Fluorescence Lifetime
When a fluorophore is excited, the emitted photon is released at a later (characteristic) time called the lifetime (tau). The fluorescence lifetime of organic fluorophores is usually on the order of picoseconds (10-12 seconds) to nanoseconds (10-9 seconds). The fluorescence lifetime is highly sensitive to the fluorophore microenvironment, including local changes in pH, O2, temperature and molecular binding. The metabolic co-enzymes NADH and FAD, which are found intrinsically in cells, have a double-exponential fluorescence lifetime decay attributed to their free and protein-bound states. Changes in the fluorescence lifetimes of these molecules have been detected with hypoxia and with early cancer development. These time-resolved kinetics can be used to diagnose cancer and monitor metabolic changes associated with cancer therapy. Fluorescence lifetime imaging is advantageous over simple intensity-based imaging because it is self-referenced and thus does not require careful calibration with a standard. It is also capable of resolving molecular species that cannot be differentiated with intensity- or wavelength-resolved methods.

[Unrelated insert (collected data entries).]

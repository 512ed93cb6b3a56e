use std::{env, fs, path::Path};
use serde::Deserialize;
use tracing::debug;

pub mod logging;
mod error;
pub mod docker;

pub use logging::{LogFormat, LogOutput, LogSettings};
pub use docker::DockerSettings;
pub use error::SettingsError;

pub type Result<T> = std::result::Result<T, SettingsError>;

#[derive(Debug, Clone, Default, Deserialize)]
pub struct Settings {
    // Docker 연결 설정
    #[serde(default)]
    pub docker: DockerSettings,

    // 로깅 설정
    #[serde(default)]
    pub logging: LogSettings,
}

impl Settings {
    /// `DOCKER_KIT_CONFIG_FILE` 이 있으면 TOML 파일에서, 없으면 환경 변수에서 읽는다
    pub fn load() -> Result<Self> {
        if let Ok(config_path) = env::var("DOCKER_KIT_CONFIG_FILE") {
            Self::from_toml_file(&config_path)
        } else {
            Self::from_env()
        }
    }

    pub fn from_toml_file<P: AsRef<Path>>(path: P) -> Result<Self> {
        debug!("설정 파일 로드: {}", path.as_ref().display());
        let content = fs::read_to_string(&path).map_err(|e| SettingsError::FileError {
            path: path.as_ref().to_string_lossy().to_string(),
            error: e,
        })?;

        let settings = Self::from_toml_str(&content)?;
        settings.validate()?;
        Ok(settings)
    }

    pub fn from_toml_str(content: &str) -> Result<Self> {
        toml::from_str(content).map_err(|e| SettingsError::ParseError { source: e })
    }

    pub fn from_env() -> Result<Self> {
        let settings = Self {
            docker: DockerSettings::from_env()?,
            logging: LogSettings::from_env()?,
        };

        settings.validate()?;
        Ok(settings)
    }

    /// 설정 유효성 검증
    pub fn validate(&self) -> Result<()> {
        self.docker.validate()?;

        if let LogOutput::File(path) = &self.logging.output {
            if path.trim().is_empty() {
                return Err(SettingsError::InvalidConfig("로그 파일 경로가 비어 있습니다".to_string()));
            }
        }

        Ok(())
    }
}

pub fn parse_env_var<T: std::str::FromStr, F: FnOnce() -> T>(name: &str, default: F) -> Result<T>
where
    T::Err: std::fmt::Display,
{
    match env::var(name) {
        Ok(val) => val.parse().map_err(|e: T::Err| SettingsError::EnvVarInvalid {
            var_name: name.to_string(),
            value: val,
            reason: e.to_string(),
        }),
        Err(env::VarError::NotPresent) => Ok(default()),
        Err(e) => Err(SettingsError::EnvVarInvalid {
            var_name: name.to_string(),
            value: "".to_string(),
            reason: e.to_string(),
        }),
    }
}

#[cfg(test)]
mod tests {
    use super::*;
    use std::fs::File;
    use std::io::Write;
    use tempfile::tempdir;
    use tracing::Level;

    #[test]
    fn test_settings_from_toml() {
        let toml_content = r#"
            [docker]
            host = "unix:///var/run/docker.sock"
            timeout = 30
            negotiate_version = false

            [logging]
            format = "json"
            level = "debug"
            output = "/tmp/docker-kit.log"
        "#;

        let settings = Settings::from_toml_str(toml_content).unwrap();
        assert_eq!(settings.docker.host.as_deref(), Some("unix:///var/run/docker.sock"));
        assert_eq!(settings.docker.timeout, 30);
        assert!(!settings.docker.negotiate_version);
        assert_eq!(settings.logging.format, LogFormat::Json);
        assert_eq!(settings.logging.level, Level::DEBUG);
        assert_eq!(settings.logging.output, LogOutput::File("/tmp/docker-kit.log".to_string()));
    }

    #[test]
    fn test_settings_defaults_from_empty_toml() {
        let settings = Settings::from_toml_str("").unwrap();
        assert!(settings.docker.host.is_none());
        assert_eq!(settings.docker.timeout, 120);
        assert!(settings.docker.negotiate_version);
        assert_eq!(settings.logging.format, LogFormat::Text);
        assert_eq!(settings.logging.output, LogOutput::Stdout);
    }

    #[test]
    fn test_settings_file_rejects_bad_host() {
        let dir = tempdir().unwrap();
        let file_path = dir.path().join("docker-kit.toml");
        let mut file = File::create(&file_path).unwrap();
        file.write_all(b"[docker]\nhost = \"ssh://remote\"\n").unwrap();

        let err = Settings::from_toml_file(&file_path).unwrap_err();
        assert!(matches!(err, SettingsError::EnvVarInvalid { .. }));
    }

    #[test]
    fn test_missing_file() {
        let err = Settings::from_toml_file("/nonexistent/docker-kit.toml").unwrap_err();
        assert!(matches!(err, SettingsError::FileError { .. }));
    }
}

In fluorescence lifetime imaging, the color-coded value of each pixel in an image represents the mean fluorescence lifetime of all the fluorophores in that pixel. The fluorescence lifetime is determined by counting all the photons that arrive at the detector into discrete time bins. After detecting many photons, a decay curve emerges that is fit to a multi-exponential decay (after accounting for the finite time response of the system). The decay constants of this fit (tau) are the lifetime components of the pixel of interest.
References
MC Skala, KM Riching, A Gendron-Fitzpatrick, KW Eliceiri, and N Ramanujam. In vivo multiphoton microscopy of metabolic oxidation-reduction states and fluorescence lifetimes in normal and pre-cancerous epithelia. Proceedings of the National Academy of Sciences USA 104:(49); 19494-19499, (2007).
MC Skala, KM Riching, DK Bird, A Gendron-Fitzpatrick, KW Eliceiri, PJ Keely, and N Ramanujam. In vivo multiphoton fluorescence lifetime imaging of free and protein-bound NADH in normal and pre-cancerous epithelia. Journal of Biomedical Optics, 12:(2); 024014 (2007).